The Hawks beat the Celtics on Friday, and it was a night of pugnacity. Zaza Pachulia reprised his “Rocky” act of spring 2008, and his rebounding told the tale. But much earlier, all one inquiring mind wanted to know was:
Had Doc Rivers, the former Hawk who coaches Boston, ever been punched in the face by Dominique Wilkins?
“No, I have not,” Rivers said, deadpan. “I told him yesterday I was considering hiring him for security. I had no idea he had that skill-set.”
As you might have heard: Wilkins, the Hall of Famer who’s a Hawks’ TV broadcaster, was confronted after Wednesday’s game by Rashan Michel, a former NBA referee who claims Wilkins owes him money for clothing. Fisticuffs ensued. Michel was charged with two counts of simple battery.
The celebrity site TMZ unearthed video of the melee’s end, which showed Wilkins landing punches. Be advised that Rivers, even on short rest, took time to click on TMZ.
“I told ‘Nique I was real impressed,” Rivers said. “You know how he is: ‘I didn’t mean to do anything, I didn’t throw any punches.’ Then I saw the video and I thought, ‘Wait a minute’ ”
Wilkins couldn’t be found at Philips Arena before Friday’s game. (ESPN was broadcast, as opposed to the Hawks’ regular TV crew.) Speaking via phone early Thursday morning, Wilkins told this correspondent, “Everything’s all right.” Then, at the Hawks’ apparent request, he started ducking the media.
It will, however, be hard to duck his ex-teammate for long, and Rivers will be certain to bring up the incident. “Now that it’s all over and everybody’s all right,” Rivers said, “what I’m thinking is: I can use this to roast him.”
OK, back to basketball. (We were talking about basketball, weren’t we?) Beyond the postgame brawl, something else newsworthy happened Wednesday: The Hawks beat a good team. This hadn’t happened in a while. Then they went out Friday and beat another, which, if not yet a trend, certainly represents a favorable-looking blip.
March opened with the Hawks surging from 19 points down to beat the Chicago Bulls on a night when Josh Smith didn’t play, and there could have been no better start to a fairly significant month. Matters deteriorated forthwith. The Hawks wound up losing six home games in March — they lost only seven at Philips all last season — by greater and greater margins.
On March 18 they trailed the Miami Heat by 29 points after two quarters; four days later they trailed the Bulls — yep, them again — by 29 after two quarters. “This is starting to get embarrassing,” Smith told reporters after the latter game, and to that we could only ask: Starting to get embarrassing?
March concluded with the Hawks beating Orlando, the team that annihilated them in Round 2 of last season’s playoffs and the team they’re sure to face in Round 1 this time.
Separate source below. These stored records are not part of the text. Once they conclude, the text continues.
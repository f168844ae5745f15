//! Submission timestamps.
//!
//! The tenth appended column records when a batch left this machine, in the
//! Korean locale's short date-time form: `2024. 1. 15. 오후 3:04:05`.

use chrono::{Local, NaiveDateTime, Timelike};

/// Format `at` as `Y. M. D. 오전|오후 h:mm:ss` (12-hour clock, no padding
/// on month, day or hour).
pub fn korean_timestamp(at: &NaiveDateTime) -> String {
    let (pm, hour) = at.hour12();
    let meridiem = if pm { "오후" } else { "오전" };
    format!(
        "{}. {} {}:{:02}:{:02}",
        at.format("%Y. %-m. %-d"),
        meridiem,
        hour,
        at.minute(),
        at.second()
    )
}

/// Local wall-clock time, formatted for submission.
pub fn now() -> String {
    korean_timestamp(&Local::now().naive_local())
}

#[cfg(test)]
mod tests {
    use chrono::NaiveDate;

    use super::*;

    fn at(y: i32, m: u32, d: u32, h: u32, min: u32, s: u32) -> NaiveDateTime {
        NaiveDate::from_ymd_opt(y, m, d)
            .unwrap()
            .and_hms_opt(h, min, s)
            .unwrap()
    }

    #[test]
    fn afternoon() {
        assert_eq!(korean_timestamp(&at(2024, 1, 15, 15, 4, 5)), "2024. 1. 15. 오후 3:04:05");
    }

    #[test]
    fn midnight_and_noon() {
        assert_eq!(korean_timestamp(&at(2024, 12, 3, 0, 0, 9)), "2024. 12. 3. 오전 12:00:09");
        assert_eq!(korean_timestamp(&at(2024, 12, 3, 12, 30, 0)), "2024. 12. 3. 오후 12:30:00");
    }

    #[test]
    fn morning() {
        assert_eq!(korean_timestamp(&at(2025, 6, 30, 9, 59, 59)), "2025. 6. 30. 오전 9:59:59");
    }

    #[test]
    fn now_has_meridiem() {
        let s = now();
        assert!(s.contains("오전") || s.contains("오후"));
    }
}
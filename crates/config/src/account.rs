// Service-account identity used to sign token assertions.

use std::fmt;
use std::fs;
use std::path::Path;

use serde::Deserialize;

use crate::error::ConfigError;

/// Everything needed to obtain an access token and address one spreadsheet.
#[derive(Clone, PartialEq, Eq)]
pub struct ServiceAccountConfig {
    /// Service-account e-mail, the assertion issuer.
    pub identity: String,
    /// PKCS#8 PEM private key.
    pub signing_key: String,
    pub scope: String,
    /// Token endpoint URL, also the assertion audience.
    pub audience: String,
    /// Spreadsheet id.
    pub resource_id: String,
}

impl fmt::Debug for ServiceAccountConfig {
    fn fmt(&self, f: &mut fmt::Formatter<'_>) -> fmt::Result {
        f.debug_struct("ServiceAccountConfig")
            .field("identity", &self.identity)
            .field("signing_key", &"<redacted>")
            .field("scope", &self.scope)
            .field("audience", &self.audience)
            .field("resource_id", &self.resource_id)
            .finish()
    }
}

/// The subset of a Google service-account JSON key we use.
#[derive(Debug, Clone, Deserialize)]
pub struct GoogleKeyFile {
    pub client_email: String,
    pub private_key: String,
    #[serde(default)]
    pub token_uri: Option<String>,
    #[serde(default)]
    pub project_id: Option<String>,
}

impl GoogleKeyFile {
    pub fn load(path: &Path) -> Result<Self, ConfigError> {
        let text = fs::read_to_string(path).map_err(|source| ConfigError::Read {
            path: path.to_path_buf(),
            source,
        })?;
        Self::parse(&text, path)
    }

    pub fn parse(text: &str, path: &Path) -> Result<Self, ConfigError> {
        serde_json::from_str(text).map_err(|source| ConfigError::KeyFile {
            path: path.to_path_buf(),
            source,
        })
    }
}

/// Keys pasted into `.env` files usually carry literal `\n` sequences.
pub fn unescape_pem(key: &str) -> String {
    key.replace("\\n", "\n")
}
After a series of retreats, the Hawks finally made some sort of stand.
Said coach Larry Drew, speaking before Friday’s game: “I thought we needed to have it a lot. It was good to really beat a team with a plus-.500 record. If we’re going to be mentioned in the same breath as those teams, we have to be able to beat them. That should be a confidence-booster for us.”
The Hawks caught a break in scheduling, getting the aged Celtics one night after the Green People played (and won) in San Antonio. “We got in a 4 o’clock,” said Rivers, who looked as if sleep had come grudgingly if at all.
The game was no classic. The Hawks fell behind by eight at the half, by 12 in the third quarter. And here you thought, “They’re doing it again.” But they didn’t. They rode the will of Zaza and a cluster of misses by the Celtics’ Glen Davis to a five-point victory. It was a game that meant far more to the Hawks, and to their credit they grabbed it.
And if you’re thinking these two wins could suggest that the Hawks, who we’d all but written off 10 days ago, might have a puncher’s chance come the postseason … well, punching is suddenly he rage, is it not?